Il existe deux types de hubs, nés selon des logiques différentes. Il y a les hubs chinois et mexicains, qui servent deux objectifs : d’abord produire des voitures moins chères grâce au faible coût de la main-d’œuvre, puis accéder aux marchés domestiques asiatiques et nord-américains.

L’autre logique est d’aller dans des pays low cost non loin de sa zone de chalandise pour augmenter ses marges. C’est ce qu’on a fait en Europe du Sud, au Maroc et en Turquie. Quand on est allé en Espagne, on a divisé les salaires par deux. Ensuite il y a eu le Maroc, où les gens sont payés encore trois fois moins. C’est une logique implacable pour les métiers à forts taux de main-d’œuvre comme les faisceaux électriques ou la couture des sièges.

Dans les deux types de hub, on gagne des points de marge car de 12 à 20 %, la part de la main-d’œuvre passe à 6 %. Même en rajoutant les coûts logistiques liés à la délocalisation, on se retrouve avec un gain de trois points de marge.

Qu’entendez-vous par bon niveau de main-d’œuvre ?

Un bon niveau de main-d’œuvre, c’est avant tout des travailleurs fiables, qui comprennent les instructions, y compris celles de porter les protections nécessaires et d’arriver à l’heure… Et le fait qu’on n’envoie pas son cousin à sa place quand on ne peut pas venir travailler, comme on l’a vu en Chine la première fois que nous y sommes allés. Au Maghreb, les gens sont bien formés et ils parlent français. Cela facilite l’implantation. Si ce n’est pas le cas, vous devez avoir une couche managériale intermédiaire qui parle votre langue pour qu’elle traduise ce que vous dîtes et explique les instructions.

S’implanter dans ces hubs ne représente-t-il pas aussi un risque ? Des sous-traitants évoquent des déceptions, avec une remise en concurrence une fois sur place…

Le sous-traitant a rarement le choix quand un donneur d’ordres lui demande de le suivre. Ensuite il y a trois écoles. La japonaise, où aucun contrat n’est signé mais où les deux savent que la collaboration va durer vingt ans. Celle allemande, dans laquelle le donneur d’ordres fait semblant de remettre en concurrence son équipementier à la fin du contrat qui les lie, mais seulement pour négocier les marges et re-signer ensemble. Et il y a l’école française où il y a moins de loyauté. On estime que les acheteurs sont obligés de tourner tous les trois ans, car au-delà on risque de nouer avec ses sous-traitants des liens non professionnels qui vont biaiser la mise en concurrence. Donc, tous les trois ans, on change d’acheteur pour trouver des économies d’achat. Les donneurs d’ordre français ne jouent pas la filière ni le long terme. C’est dommage.

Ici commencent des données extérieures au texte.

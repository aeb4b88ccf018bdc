//! Output tuples owned by a node, consolidated until the node propagates.
//!
//! Within one flush a node may create, change and kill the same output tuple
//! several times. Each output tuple carries a [`TupleState`], and
//! [`OutputQueue::propagate`] sends every dirty tuple downstream exactly once:
//!
//! * `Creating` emits insert, `Updating` emits update, `Dying` emits retract;
//! * `Aborting` (created and killed in the same flush) emits nothing;
//! * a `Dying` tuple that is revived becomes `Updating`,
//!   an `Aborting` one becomes `Creating` again.

use std::collections::HashMap;

use crate::lifecycle::{Downstream, Propagated};
use crate::tuple::{Tuple, TupleId, TupleIds};

#[derive(Debug, Clone, Copy, PartialEq, Eq)]
pub enum TupleState {
    /// Inserted this flush, not yet propagated.
    Creating,
    /// Propagated and unchanged since.
    Ok,
    /// Propagated, facts changed this flush.
    Updating,
    /// Propagated, killed this flush.
    Dying,
    /// Created and killed in the same flush.
    Aborting,
}

impl TupleState {
    pub fn is_alive(self) -> bool {
        matches!(
            self,
            TupleState::Creating | TupleState::Ok | TupleState::Updating
        )
    }
}

#[derive(Debug)]
struct OutTuple<F> {
    tuple: Tuple<F>,
    state: TupleState,
}

#[derive(Debug)]
pub struct OutputQueue<F> {
    node: &'static str,
    ids: TupleIds,
    tuples: HashMap<TupleId, OutTuple<F>>,
    dirty: Vec<TupleId>,
}

impl<F> OutputQueue<F> {
    pub fn new(node: &'static str) -> Self {
        Self {
            node,
            ids: TupleIds::default(),
            tuples: HashMap::new(),
            dirty: Vec::new(),
        }
    }

    /// Creates an output tuple under a fresh id.
    pub fn insert(&mut self, facts: F) -> TupleId {
        let id = self.ids.next_id();
        self.tuples.insert(
            id,
            OutTuple {
                tuple: Tuple::new(id, facts),
                state: TupleState::Creating,
            },
        );
        self.dirty.push(id);
        id
    }

    /// Creates, or revives, an output tuple under an id chosen by the node.
    ///
    /// Pass-through nodes reuse their input ids this way.
    pub fn insert_with_id(&mut self, id: TupleId, facts: F) {
        match self.tuples.get_mut(&id) {
            Some(out) => {
                out.state = match out.state {
                    TupleState::Dying => TupleState::Updating,
                    TupleState::Aborting => TupleState::Creating,
                    state => panic!(
                        "{}: insert of output tuple {} in state {:?}",
                        self.node, id, state
                    ),
                };
                out.tuple.replace_facts(facts);
            }
            None => {
                self.tuples.insert(
                    id,
                    OutTuple {
                        tuple: Tuple::new(id, facts),
                        state: TupleState::Creating,
                    },
                );
                self.dirty.push(id);
            }
        }
    }

    pub fn update(&mut self, id: TupleId, facts: F) {
        let Some(out) = self.tuples.get_mut(&id) else {
            panic!("{}: update of unknown output tuple {}", self.node, id);
        };
        match out.state {
            TupleState::Creating | TupleState::Updating => {}
            TupleState::Ok => {
                out.state = TupleState::Updating;
                self.dirty.push(id);
            }
            state => panic!(
                "{}: update of output tuple {} in state {:?}",
                self.node, id, state
            ),
        }
        out.tuple.replace_facts(facts);
    }

    pub fn retract(&mut self, id: TupleId) {
        let Some(out) = self.tuples.get_mut(&id) else {
            panic!("{}: retract of unknown output tuple {}", self.node, id);
        };
        out.state = match out.state {
            TupleState::Creating => TupleState::Aborting,
            TupleState::Updating => TupleState::Dying,
            TupleState::Ok => {
                self.dirty.push(id);
                TupleState::Dying
            }
            state => panic!(
                "{}: retract of output tuple {} in state {:?}",
                self.node, id, state
            ),
        };
    }

    pub fn get(&self, id: TupleId) -> Option<&F> {
        self.tuples.get(&id).map(|out| out.tuple.facts())
    }

    pub fn state(&self, id: TupleId) -> Option<TupleState> {
        self.tuples.get(&id).map(|out| out.state)
    }

    pub fn is_alive(&self, id: TupleId) -> bool {
        self.state(id).is_some_and(TupleState::is_alive)
    }

    /// Number of output tuples that are alive, propagated or not.
    pub fn alive_len(&self) -> usize {
        self.tuples
            .values()
            .filter(|out| out.state.is_alive())
            .count()
    }

    pub fn is_settled(&self) -> bool {
        self.dirty.is_empty()
    }

    /// Sends every dirty tuple downstream in the order it first became dirty.
    pub fn propagate(&mut self, downstream: &mut Downstream<F>) -> Propagated {
        let mut counts = Propagated::default();
        for id in std::mem::take(&mut self.dirty) {
            let Some(out) = self.tuples.get_mut(&id) else {
                continue;
            };
            let state = out.state;
            match state {
                TupleState::Creating => {
                    downstream.insert(&out.tuple);
                    out.state = TupleState::Ok;
                    counts.inserts += 1;
                }
                TupleState::Updating => {
                    downstream.update(&out.tuple);
                    out.state = TupleState::Ok;
                    counts.updates += 1;
                }
                TupleState::Dying => {
                    downstream.retract(&out.tuple);
                    self.tuples.remove(&id);
                    counts.retracts += 1;
                }
                TupleState::Aborting => {
                    self.tuples.remove(&id);
                }
                TupleState::Ok => {}
            }
        }
        counts
    }
}

#[cfg(test)]
mod tests {
    use super::*;
    use crate::test_utils::{Event, RecordingLifecycle};

    fn queue() -> (OutputQueue<(i32,)>, Downstream<(i32,)>, RecordingLifecycle<(i32,)>) {
        let recorder = RecordingLifecycle::new();
        let mut downstream = Downstream::default();
        downstream.connect(Box::new(recorder.clone()));
        (OutputQueue::new("test"), downstream, recorder)
    }

    #[test]
    fn test_created_then_killed_emits_nothing() {
        let (mut out, mut down, recorder) = queue();
        let id = out.insert((1,));
        out.retract(id);
        assert_eq!(out.propagate(&mut down), Propagated::default());
        assert!(recorder.events().is_empty());
        assert_eq!(out.state(id), None);
    }

    #[test]
    fn test_changes_consolidate() {
        let (mut out, mut down, recorder) = queue();
        let id = out.insert((1,));
        out.update(id, (2,));
        out.propagate(&mut down);
        out.update(id, (3,));
        out.update(id, (4,));
        let counts = out.propagate(&mut down);
        assert_eq!(counts.updates, 1);
        assert_eq!(
            recorder.events(),
            vec![Event::Insert(id, (2,)), Event::Update(id, (4,))]
        );
    }

    #[test]
    fn test_killed_then_revived_emits_update() {
        let (mut out, mut down, recorder) = queue();
        let id = TupleId::new(42);
        out.insert_with_id(id, (1,));
        out.propagate(&mut down);
        out.retract(id);
        out.insert_with_id(id, (5,));
        out.propagate(&mut down);
        assert_eq!(
            recorder.events(),
            vec![Event::Insert(id, (1,)), Event::Update(id, (5,))]
        );
        assert!(out.is_alive(id));
    }

    #[test]
    fn test_retract_removes_after_propagate() {
        let (mut out, mut down, recorder) = queue();
        let id = out.insert((1,));
        out.propagate(&mut down);
        out.retract(id);
        assert!(!out.is_alive(id));
        assert_eq!(out.propagate(&mut down).retracts, 1);
        assert_eq!(recorder.events().last(), Some(&Event::Retract(id)));
        assert_eq!(out.alive_len(), 0);
        assert!(out.is_settled());
    }

    #[test]
    #[should_panic(expected = "retract of output tuple")]
    fn test_double_retract_panics() {
        let (mut out, _down, _recorder) = queue();
        let id = out.insert((1,));
        out.retract(id);
        out.retract(id);
    }
}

Comment cette absence de filière pèse-t-elle sur les sous-traitants ?

Faire tourner leurs acheteurs tous les trois ans est destructeur de valeur. Un programme d’innovation dure en moyenne cinq ans. Pour les mener à bien, il faut de la durée, une espèce de contrat moral comme c’est plus courant en Allemagne. Les donneurs d’ordres devraient aussi créer un sentiment d’appartenance à une filière. Les sous-traitants de rang 2 qui vont à l’étranger sur ces plates-formes n’ont pas les reins assez solides.

Quand vous êtes une entreprise familiale, avec 300 millions d’euros de chiffre d’affaires comme Delfingen ou Numaliance, vous ne tenez pas deux ans en cas de creux d’activité. Si, derrière, vous n’avez pas un système financier qui vous soutient, Bpifrance qui vous fait des prêts et un constructeur qui vous garantit des volumes, vous explosez en vol.

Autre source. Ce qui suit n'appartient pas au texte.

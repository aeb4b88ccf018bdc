// Collectors for group-by aggregation.
//
// A collector extracts one value per grouped tuple and folds the values of a
// group into a result. Accumulators must support exact retraction: the
// network removes a tuple's value with the same value it accumulated.

mod average;
mod conditionally;
mod count;
mod count_distinct;
mod min_max;
mod sum;
mod to_list;
mod to_set;


pub use average::{average, AverageAccumulator, AverageCollector};
pub use conditionally::{conditionally, ConditionalAccumulator, ConditionalCollector};
pub use count::{count, CountAccumulator, CountCollector};
pub use count_distinct::{count_distinct, CountDistinctAccumulator, CountDistinctCollector};
pub use min_max::{max, min, MaxCollector, MinCollector, OrderedAccumulator};
pub use sum::{sum, SumAccumulator, SumCollector};
pub use to_list::{to_list, ToListAccumulator, ToListCollector};
pub use to_set::{to_set, ToSetAccumulator, ToSetCollector};

use crate::tuple::Fact;

/// Aggregation over the fact groups `F` of one group.
pub trait Collector<F>: 'static {
    /// Value extracted from each tuple.
    type Value: 'static;

    /// Aggregated result emitted downstream.
    type Result: Fact + PartialEq;

    type Accumulator: Accumulator<Self::Value, Self::Result> + 'static;

    fn extract(&self, facts: &F) -> Self::Value;

    fn create_accumulator(&self) -> Self::Accumulator;
}

/// Incremental fold of extracted values.
pub trait Accumulator<V, R> {
    fn accumulate(&mut self, value: &V);

    fn retract(&mut self, value: &V);

    fn finish(&self) -> R;

    fn reset(&mut self);
}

De quoi être pessimiste sur une possible relocalisation de la production automobile sur le territoire national…

Une partie de la production sera relocalisée selon moi, celle des logiciels et de l’électronique. Je vois mal comment on pourrait réinternaliser des presses et des activités d’assemblage. La main-d’œuvre a un coût trop élevé en France, alors qu’elle est aussi efficiente au Maghreb ou en Amérique centrale. Aujourd’hui, nous avons besoin de développeurs logiciels et d’électroniciens, qui créent 40 % de la valeur de la voiture. Le système éducatif français permet de fournir ces talents. La voiture autonome, ce n’est que du logiciel.

Bruno Le Maire avait annoncé, avant la crise du Covid-19, 50 millions d’euros pour soutenir les petits sous-traitants dans les transitions vers l’électrique et l’autonome… Quelle place pour eux dans ces reconfigurations ?

Les sous-traitants adhérents à la Fédération des industries des équipements pour véhicules comme ARaymond, Delfingen et Acome – qui font entre 200 millions et 1,2 milliard de chiffre d’affaires – peuvent tirer leur épingle du jeu. Ils ne sont pas soumis à la même pression car ils "passent" sous le radar de l’acheteur, traitant directement avec les équipementiers, qui les remettent moins en concurrence. Et ils ont un savoir-faire unique : celui de réaliser comme personne d’autres une pièce peu coûteuse.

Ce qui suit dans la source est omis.